The other criticism I have is that the last chapter - which allegedly shows that the skepticism Holmes has ushered in is still with us today - was about as close to a joke as an academic book can produce. The author goes on about teen pregnancy, the rising crime rates, and, yes, even the fact that Americans are runnning deficits. Apparently this all links back to Holmes. To say it bluntly, this chapter seemed so far afield and widely stretched that this nicely written academic book was capped off by a chapter straight out of Pat Robertson's 700 Club. Hmm...

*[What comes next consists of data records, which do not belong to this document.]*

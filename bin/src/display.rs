//! Display utilities for the ratedata CLI.

use ratedata_lib::prelude::*;
use ratedata_lib::UnitStatus;
use std::path::Path;

/// Print what a download is about to do.
pub(crate) fn print_plan(
    symbols: &[Symbol],
    months: &MonthRange,
    bundles: usize,
    data_root: &Path,
) {
    let names: Vec<_> = symbols.iter().map(Symbol::as_str).collect();

    println!("Download plan:");
    println!("  Symbols: {}", names.join(", "));
    println!("  Months: {months} ({} months)", months.total_months());
    println!("  Bundles: {bundles}");
    println!("  Output: {}", data_root.display());
    println!();
}

/// Print the outcome of a run.
pub(crate) fn print_report(report: &RunReport, data_root: &Path) {
    println!("\nDownload complete:");
    println!("  Bundles written: {}", report.written());
    println!("  Day files: {}", report.segments());
    println!("  Ticks: {}", report.ticks());

    if report.skipped() > 0 {
        println!("  Skipped: {}", report.skipped());
        for reason in SkipReason::ALL {
            let count = report.skipped_for(reason);
            if count > 0 {
                println!("    {reason}: {count}");
            }
        }
    }

    let failures: Vec<_> = report
        .outcomes()
        .iter()
        .filter(|o| {
            matches!(
                o.status,
                UnitStatus::Skipped { reason, .. } if reason != SkipReason::Missing
            )
        })
        .collect();
    if !failures.is_empty() {
        println!("\nFailures:");
        for (i, outcome) in failures.iter().enumerate() {
            println!("  {}: {outcome}", i + 1);
        }
    }

    println!("\nOutput directory: {}", data_root.display());
}
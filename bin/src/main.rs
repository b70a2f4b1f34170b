//! ratedata CLI - splits GAIN Capital weekly tick archives into per-day files.

use anyhow::Result;
use clap::{CommandFactory, Parser, Subcommand};
use std::path::PathBuf;

mod commands;
mod display;
mod logging;

use commands::download::DownloadArgs;

#[derive(Parser)]
#[command(name = "ratedata")]
#[command(about = "Download weekly GAIN Capital tick archives and split them by day", long_about = None)]
#[command(version)]
struct Cli {
    #[command(subcommand)]
    command: Option<Commands>,

    /// Verbosity level (-v, -vv, -vvv)
    #[arg(short, long, action = clap::ArgAction::Count, global = true)]
    verbose: u8,

    /// Quiet mode (suppress progress output)
    #[arg(short, long, global = true)]
    quiet: bool,
}

#[derive(Subcommand)]
enum Commands {
    /// Download bundles and write one file per day
    Download {
        /// Currency pairs (e.g. EUR_USD, usd/jpy). Prompts when omitted.
        symbols: Vec<String>,

        /// First month (YYYY-MM or YYYY/M)
        #[arg(long, default_value = "2014-01")]
        from: String,

        /// Last month, inclusive (YYYY-MM or YYYY/M)
        #[arg(long, default_value = "2016-11")]
        to: String,

        /// Directory receiving <SYMBOL>/<YYYY-MM-DD>.csv
        #[arg(short, long, default_value = "data")]
        data_root: PathBuf,

        /// Read bundles from a local mirror instead of downloading
        #[arg(long)]
        mirror: Option<PathBuf>,

        /// Maximum concurrent downloads
        #[arg(long, default_value = "4")]
        concurrency: usize,

        /// Retry attempts for transient HTTP failures
        #[arg(long, default_value = "3")]
        retries: u32,

        /// Sync day files to disk before renaming them into place
        #[arg(long)]
        sync: bool,

        /// Write the per-bundle outcomes as JSON to this file
        #[arg(long)]
        report: Option<PathBuf>,

        /// Skip prompts
        #[arg(short, long)]
        yes: bool,
    },

    /// Split a local bundle (zip or csv) without downloading
    Split {
        /// Path to a weekly archive or its extracted csv
        input: PathBuf,

        /// Currency pair the bundle belongs to
        #[arg(short, long)]
        symbol: String,

        /// Directory receiving <SYMBOL>/<YYYY-MM-DD>.csv
        #[arg(short, long, default_value = "data")]
        data_root: PathBuf,
    },

    /// List known currency pairs and the days stored for each
    List {
        /// Directory holding previously written day files
        #[arg(short, long, default_value = "data")]
        data_root: PathBuf,
    },
}

#[tokio::main]
async fn main() -> Result<()> {
    let cli = Cli::parse();

    logging::init_logging(logging::level_for(cli.verbose, cli.quiet))?;

    // Show help if no command provided
    let Some(command) = cli.command else {
        Cli::command().print_help()?;
        return Ok(());
    };

    match command {
        Commands::Download {
            symbols,
            from,
            to,
            data_root,
            mirror,
            concurrency,
            retries,
            sync,
            report,
            yes,
        } => {
            commands::download::download(DownloadArgs {
                symbols,
                from,
                to,
                data_root,
                mirror,
                concurrency,
                retries,
                sync,
                report,
                yes,
                quiet: cli.quiet,
            })
            .await
        }
        Commands::Split {
            input,
            symbol,
            data_root,
        } => commands::split::split(&input, &symbol, data_root, cli.quiet),
        Commands::List { data_root } => commands::list::list_symbols(data_root),
    }
}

So there you have it: the book is good in that it is well-researched, clearly written and interesting as all get out. It is also one of the few books that really explores Holmes the philosopher as much as Holmes the Justice [see also The Essential Holmes, Posner, Richard (Ed.)] But if you are not a Holmes-hater before you go into this book, you will not be when you come out - and vice versa. For all the author's research and 'expose' of Holmes' personality, philosophy, and methods, he simply ASSUMES what he is supposed to prove: that Holmes is the villian the author says he is, and that these traits are the be-all end-all they are assumed to be.